Quote of the Day

Victor Davis Hanson:

As far as war and peace go, closure for Obama is when the United States is surrounded by war and confronted with looming conflicts, and yet has ended them all by declaring that we choose not to be interested in any of them. Obama is right about one thing: losing is certainly a way of reducing the violence.

Genteel defeat is the way of the appeaser and comes from cowardice or expediency, sometimes both. The cowardice may be physical though it is often intellectual, a willful cutting of corners for short-term political gain at the expense of foreseeable long-term geopolitical disaster.

Closure is a pernicious concept. People who use the term sincerely, rather than as cover for some hidden agenda, may have a compulsive aversion to loose ends. Sometimes a loose end or other untidy low-energy equilibrium is the best, least risky, most robust outcome that one can hope for in a bad situation. Obama has achieved closure in Iraq. We could have had a muddy equilibrium stabilized by a few tens of thousands of US troops. Instead we will get closure in the form of a decisive defeat for the USA and its allies following Obama’s principled military withdrawal.

19 thoughts on “Quote of the Day”

  1. Bah! However awful O is, this one is W’s. There was never the least likelihood that the reckless, cowardly attack on Iraq would result in a situation that was in the USA’s interest.

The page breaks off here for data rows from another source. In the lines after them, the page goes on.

use thiserror::Error;

use super::{notification::NotificationError, storage::StorageError};
use crate::model::moderation::MAX_BAN_DAYS;

/// User-correctable input problems.
#[derive(Error, Debug, Clone, PartialEq, Eq)]
pub enum InvalidInput {
    /// Incident date could not be read as a calendar date.
    #[error("Unrecognised date '{0}'")]
    Date(String),

    /// Report identifier contains no usable number.
    #[error("Unrecognised report ID '{0}'")]
    ReportId(String),

    /// Ban duration outside `1..=MAX_BAN_DAYS`.
    #[error("Ban duration must be between 1 and 36500 days, got {0}")]
    BanDuration(i64),

    /// A required free-text field was blank.
    #[error("Field '{0}' must not be blank")]
    Blank(&'static str),
}

/// Outcome taxonomy shared by every workflow.
///
/// Authorization and input errors are meant for the invoking user. Storage and
/// notification errors carry internal detail that is logged by
/// [`WorkflowError::user_message`] and replaced with a generic message.
#[derive(Error, Debug)]
pub enum WorkflowError {
    /// Invoker holds none of the roles the operation requires.
    #[error("Invoker lacks one of the required roles {required:?}")]
    Unauthorized {
        /// Role IDs, any one of which would have been sufficient
        required: Vec<u64>,
    },

    /// Operation invoked outside its designated channel.
    #[error("Command used in channel {actual}, expected {expected}")]
    WrongChannel {
        /// Channel the operation is restricted to
        expected: u64,
        /// Channel it was invoked from
        actual: u64,
    },

    #[error(transparent)]
    InvalidInput(#[from] InvalidInput),

    /// Referenced record does not exist.
    ///
    /// # Fields
    /// - Message describing what was not found, shown to the user
    #[error("{0}")]
    NotFound(String),

    /// Candidate was already tracked for the most recent operation.
    #[error("Candidate already tracked within the de-duplication window")]
    AlreadyTracked,

    #[error(transparent)]
    StorageUnavailable(#[from] StorageError),

    #[error(transparent)]
    NotificationDeliveryFailed(#[from] NotificationError),

    /// A form awaiting user input was not submitted in time.
    #[error("Timed out waiting for form submission")]
    Timeout,
}

impl WorkflowError {
    /// Returns the text shown to the invoking user.
    ///
    /// Storage and delivery failures are logged with full detail here and replaced with
    /// a generic message, so internal paths and error chains never reach the user.
    pub fn user_message(&self) -> String {
        match self {
            Self::Unauthorized { required } => {
                let roles = required
                    .iter()
                    .map(|id| format!("<@&{}>", id))
                    .collect::<Vec<_>>()
                    .join(", ");
                format!(
                    "You must have one of the following roles to use this command: {}",
                    roles
                )
            }
            Self::WrongChannel { expected, .. } => format!(
                "You can only use this command in the designated staff channel <#{}>.",
                expected
            ),
            Self::InvalidInput(InvalidInput::Date(_)) => "Invalid date format. Please use YYYY-MM-DD. \
                 Your answers have been kept, run the command again to continue."
                .to_string(),
            Self::InvalidInput(InvalidInput::ReportId(_)) => {
                "Invalid report ID format. Please use `Incident Report ####`.".to_string()
            }
            Self::InvalidInput(InvalidInput::BanDuration(_)) => {
                format!("Duration must be between 1 and {} days.", MAX_BAN_DAYS)
            }
            Self::InvalidInput(InvalidInput::Blank(field)) => {
                format!("You must provide a {}.", field)
            }
            Self::NotFound(msg) => msg.clone(),
            Self::AlreadyTracked => "Error code CCT-0004: Member has already been tracked for \
                 this operation. Please try again later."
                .to_string(),
            Self::StorageUnavailable(err) => {
                tracing::error!("Storage failure: {}", err);
                "An error occurred while saving your request. Please try again later.".to_string()
            }
            Self::NotificationDeliveryFailed(err) => {
                tracing::error!("Notification delivery failure: {}", err);
                "Could not deliver the message. Please try again later.".to_string()
            }
            Self::Timeout => {
                "The form timed out before it was submitted. Nothing was saved.".to_string()
            }
        }
    }
}

#[cfg(test)]
mod tests {
    use super::*;

    /// Tests that role requirements are rendered as mentions.
    ///
    /// Expected: every required role appears as `<@&id>`
    #[test]
    fn unauthorized_names_required_roles() {
        let err = WorkflowError::Unauthorized {
            required: vec![11, 22],
        };

        let msg = err.user_message();

        assert!(msg.contains("<@&11>"));
        assert!(msg.contains("<@&22>"));
    }

    /// Tests that storage detail does not leak into the user message.
    ///
    /// Expected: generic text without the collection name
    #[test]
    fn storage_failure_is_generic() {
        let err = WorkflowError::StorageUnavailable(StorageError::UnsupportedVersion {
            collection: "incident_reports",
            found: 9,
            supported: 1,
        });

        let msg = err.user_message();

        assert!(!msg.contains("incident_reports"));
        assert!(msg.contains("try again later"));
    }
}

  2. There is every reason to believe that had Romney been elected in 2012, Iraq would not now be collapsing.

  3. “There was never the least likelihood that the reckless, cowardly attack on Iraq”

    I am impressed at your expertise. Why weren’t you advising these leaders when they needed you ? I’m not sure which attack you mean, however. The one where they had invaded Kuwait or the one that resulted from all the violations of the Cease fire ? Hard to tell sometimes what the critics mean. Of course, you know all the history but some don’t.

    I’m kind of reminded of the Rhineland in 1936 and all that.

  4. Last year when Obama signaled he was going to assist the radical Islamic extremists in Syria with his protest bombings against the regime was when Al Qaeda in Iraq, AKA ISIS, began their offensive which continues to this day.

    He had been already assisting them since early 2011 by diverting arms to Syria from Libya (which blew up in his face with the Benghazi debacle).

    Obama ran in 2008 saying he would end the Iraq War.
    What he didn’t say was that he was going to do it by joining the enemy.

  5. President Obama has had it hard in two ways. The Left opposed his efforts in the WOT because they either disbelieved that there was any such thing as Islamic terrorism, or they believed that the U.S. deserved 9/11 & should just repent for being the Great Satan. The Right was just cynical, suddenly becoming war-weary and hoping to pin failure on Obama, once the President had a D after his name.

  6. Throwing the scoundrel out of Kuwait was work well done. It is to the credit of the last grown-up you’ve had as President. Also to his credit was the decision not to push on to Baghdad. But you sacked that judicious, experienced fellow and replaced him by the perpetual adolescent Clinton. He left al-Q unmolested, with the well-known that a few brave, daring and very lucky men felled the twin towers. Alas, the jack-in-office at the time was W. Oh dear. Followed by O; oh dear, oh dear.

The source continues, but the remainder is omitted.